Working for a company that sells high end retail kitchen and home appliances, i became spoiled in having gadgets that are high end and within reach. A year ago, the company formed partnership with Sage and I've managed to use the Sage Barista Express on loan. I am gutted that it has to go back within the month. Unfortunately, the company i work for only sells automatic coffee machines. I could buy Sage Barista Express but feel that it is more of a "quickie". I would love to be able to control my coffee so I am now looking to upgrade to another entry (?) level machine which is Gaggia Classic and a better doser or doserless grinder. When I have the funds, I would love to own an expobar brewtus.

Thanks for your time in reading this.


----------



## Mrboots2u (May 10, 2013)

Welcome to the forum Sarah

Hope you get your machine sorted soon


----------



## ronsil (Mar 8, 2012)

Welcome to the Forum Sarah. I've been noticing you active around the For Sale area so its nice to have you introduce yourself.

Good intro & I hope you enjoy it on here. Plenty to learn & talk about if you love coffee


----------



## hilltopbrews (May 17, 2013)

Yes I'm currently active on the for sale/wanted forum as I am looking for a coffee machine and grinder. I've just figured out how to get notifications through subscribing! Hopefully this time, I'll avoid confusing people and missing out on important posts.


----------



## Tiny tamper (May 23, 2014)

Hi Sarah, nice intro, interesting you mentioned sage and expobar one of our members did a very good comparison of the two so you might take a look at that









Welcome and enjoy


----------



## Mrboots2u (May 10, 2013)

Tiny op mentions sage Batista not sage dB. Barista has a built in grinder and is a single boiler.


----------



## hilltopbrews (May 17, 2013)

I actually did a sage barista express review on my blog (not here) and have gotten quite positive comments about it. Sage Appliance have just emailed me and said that the oracle is now out for sale and it's currently priced at £1,599.99 (why is everyone obsessed with the pennies!). Fingers crossed that they allow me to try and review their product.


----------



## Mrboots2u (May 10, 2013)

Mrboots2u said:


> Tiny op mentions sage Batista not sage dB. Barista has a built in grinder and is a single boiler.


Glenn and funincaup have used these ( Batista express and gotten good coffee from them )


----------



## Tiny tamper (May 23, 2014)

Sarah0817 said:


> When I have the funds, I would love to own an expobar brewtus.

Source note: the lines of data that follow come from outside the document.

use axum::http::{Request, StatusCode};
use http_body_util::BodyExt;
use mock_server::{
    app, app_with_state, Fault, MockState, LAW_COUNT, MALFORMED_REPORT, REJECTED_KEY,
};
use serde_json::Value;
use tower::ServiceExt;

async fn body_json(response: axum::response::Response) -> Value {
    let bytes = response.into_body().collect().await.unwrap().to_bytes();
    serde_json::from_slice(&bytes).unwrap()
}

fn get(uri: &str) -> Request<String> {
    Request::builder().uri(uri).body(String::new()).unwrap()
}

// --- api key ---

#[tokio::test]
async fn missing_api_key_returns_403() {
    let resp = app().oneshot(get("/v3/congress/current")).await.unwrap();
    assert_eq!(resp.status(), StatusCode::FORBIDDEN);
    let body = body_json(resp).await;
    assert_eq!(body["error"]["message"], "API_KEY_MISSING");
}

#[tokio::test]
async fn empty_api_key_returns_403() {
    let resp = app()
        .oneshot(get("/v3/congress/current?api_key="))
        .await
        .unwrap();
    assert_eq!(resp.status(), StatusCode::FORBIDDEN);
}

#[tokio::test]
async fn revoked_api_key_returns_403() {
    let resp = app()
        .oneshot(get(&format!("/v3/congress/current?api_key={REJECTED_KEY}")))
        .await
        .unwrap();
    assert_eq!(resp.status(), StatusCode::FORBIDDEN);
    let body = body_json(resp).await;
    assert_eq!(body["error"]["message"], "API_KEY_INVALID");
}

// --- laws paging ---

#[tokio::test]
async fn laws_are_paged_by_offset_and_limit() {
    let resp = app()
        .oneshot(get("/v3/law/118?api_key=k&offset=3&limit=3&format=json"))
        .await
        .unwrap();
    assert_eq!(resp.status(), StatusCode::OK);

    let body = body_json(resp).await;
    let numbers: Vec<&str> = body["bills"]
        .as_array()
        .unwrap()
        .iter()
        .map(|b| b["number"].as_str().unwrap())
        .collect();
    assert_eq!(numbers, ["4", "5", "6"]);
    assert_eq!(body["pagination"]["count"], LAW_COUNT);
    assert!(body["pagination"]["next"]
        .as_str()
        .unwrap()
        .contains("offset=6"));
}

#[tokio::test]
async fn last_law_page_has_no_next() {
    let resp = app()
        .oneshot(get("/v3/law/118?api_key=k&offset=8&limit=5"))
        .await
        .unwrap();
    let body = body_json(resp).await;
    assert_eq!(body["bills"].as_array().unwrap().len(), 2);
    assert!(body["pagination"].get("next").is_none());
}

// --- bills ---

#[tokio::test]
async fn known_bill_is_served() {
    let resp = app()
        .oneshot(get("/v3/bill/118/hr/1?api_key=k"))
        .await
        .unwrap();
    assert_eq!(resp.status(), StatusCode::OK);
    let body = body_json(resp).await;
    assert_eq!(body["bill"]["title"], "Lower Energy Costs Act");
    assert!(body["bill"]["laws"].is_null());
}

#[tokio::test]
async fn unknown_bill_returns_404() {
    let resp = app()
        .oneshot(get("/v3/bill/118/hr/99999?api_key=k"))
        .await
        .unwrap();
    assert_eq!(resp.status(), StatusCode::NOT_FOUND);
}

#[tokio::test]
async fn amendments_response_has_no_wrapper_key() {
    let resp = app()
        .oneshot(get("/v3/bill/118/hr/1/amendments?api_key=k"))
        .await
        .unwrap();
    let body = body_json(resp).await;
    assert!(body.get("amendments").is_none());
    assert_eq!(body["request"]["billType"], "hr");
}

// --- malformed ---

#[tokio::test]
async fn malformed_report_is_not_json() {
    let resp = app()
        .oneshot(get(&format!("/v3/crsreport/{MALFORMED_REPORT}?api_key=k")))
        .await
        .unwrap();
    assert_eq!(resp.status(), StatusCode::OK);
    let bytes = resp.into_body().collect().await.unwrap().to_bytes();
    assert!(serde_json::from_slice::<Value>(&bytes).is_err());
}

// --- faults ---

#[tokio::test]
async fn queued_faults_precede_normal_responses() {
    let state = MockState::new();
    state.push_fault(Fault::status(StatusCode::TOO_MANY_REQUESTS).with_retry_after(2));
    state.push_faults(1, StatusCode::SERVICE_UNAVAILABLE);

    let app = app_with_state(state.clone());

    let resp = app
        .clone()
        .oneshot(get("/v3/congress/current?api_key=k"))
        .await
        .unwrap();
    assert_eq!(resp.status(), StatusCode::TOO_MANY_REQUESTS);
    assert_eq!(resp.headers()["retry-after"], "2");

    let resp = app
        .clone()
        .oneshot(get("/v3/congress/current?api_key=k"))
        .await
        .unwrap();
    assert_eq!(resp.status(), StatusCode::SERVICE_UNAVAILABLE);

    let resp = app
        .oneshot(get("/v3/congress/current?api_key=k"))
        .await
        .unwrap();
    assert_eq!(resp.status(), StatusCode::OK);
    let body = body_json(resp).await;
    assert_eq!(body["congress"]["name"], "118th Congress");

    assert_eq!(state.hits(), 3);
}

#[tokio::test]
async fn rejected_requests_are_counted_and_keep_faults() {
    let state = MockState::new();
    state.push_faults(1, StatusCode::SERVICE_UNAVAILABLE);
    let app = app_with_state(state.clone());

    let resp = app.clone().oneshot(get("/v3/member/L000174")).await.unwrap();
    assert_eq!(resp.status(), StatusCode::FORBIDDEN);

    let resp = app
        .oneshot(get("/v3/member/L000174?api_key=k"))
        .await
        .unwrap();
    assert_eq!(resp.status(), StatusCode::SERVICE_UNAVAILABLE);
    assert_eq!(state.hits(), 2);
}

This is why I mentioned the comparison, if someone likes/uses sage already might be worth a look


----------



## aFiercePancake (Dec 8, 2013)

Welcome to the forum! More espressoisti in Surrey is a good thing!


----------



## coffeebean (Jan 26, 2010)

Sarah0817 said:


> Hello everyone!
> 
> When I have the funds, I would love to own an expobar brewtus.

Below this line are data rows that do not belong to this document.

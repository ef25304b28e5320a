//! Committee hearings.

use serde::{Deserialize, Serialize};

#[derive(Debug, Clone, Default, PartialEq, Eq, Serialize, Deserialize)]
pub struct HearingDate {
    pub date: Option<String>,
}

#[derive(Debug, Clone, Default, PartialEq, Eq, Serialize, Deserialize)]
#[serde(rename_all = "camelCase")]
pub struct AssociatedMeeting {
    pub event_id: Option<String>,
    pub url: Option<String>,
}

#[derive(Debug, Clone, Default, PartialEq, Eq, Serialize, Deserialize)]
pub struct HearingFormat {
    #[serde(rename = "type")]
    pub format_type: Option<String>,
    pub url: Option<String>,
}

#[derive(Debug, Clone, Default, PartialEq, Eq, Serialize, Deserialize)]
#[serde(rename_all = "camelCase")]
pub struct HearingCommittee {
    pub name: Option<String>,
    pub system_code: Option<String>,
    pub url: Option<String>,
}

/// A hearing. List responses fill only the first few fields; the detail
/// endpoint adds committees, dates and formats.
#[derive(Debug, Clone, Default, PartialEq, Eq, Serialize, Deserialize)]
#[serde(rename_all = "camelCase")]
pub struct Hearing {
    pub chamber: Option<String>,
    pub congress: Option<u32>,
    pub jacket_number: Option<u32>,
    pub number: Option<u32>,
    pub part: Option<u32>,
    pub title: Option<String>,
    pub update_date: Option<String>,
    pub url: Option<String>,
    pub associated_meeting: Option<AssociatedMeeting>,
    pub citation: Option<String>,
    pub committees: Option<Vec<HearingCommittee>>,
    pub dates: Option<Vec<HearingDate>>,
    pub formats: Option<Vec<HearingFormat>>,
    pub library_of_congress_identifier: Option<String>,
}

Hi Sarah, welcome to the forum what's your budget? I'm sure I could do you a great deal on a machine and grinder....

Andy


----------



## hilltopbrews (May 17, 2013)

Hi andy, I'm just starting out and I'm waiting to hear from someone about his gaggia classic in my wanted post. I've only set aside 250 for grinder and machine. I think I'll start with gaggia first while I improve on my shots then maybe in a few years I'll upgrade to expobar or similar. Beautiful machines on your website!


----------



## coffeebean (Jan 26, 2010)

No problem - I'll keep my eyes open! Remember that pretty much all the prices on my website are negotiable for forum members.....


----------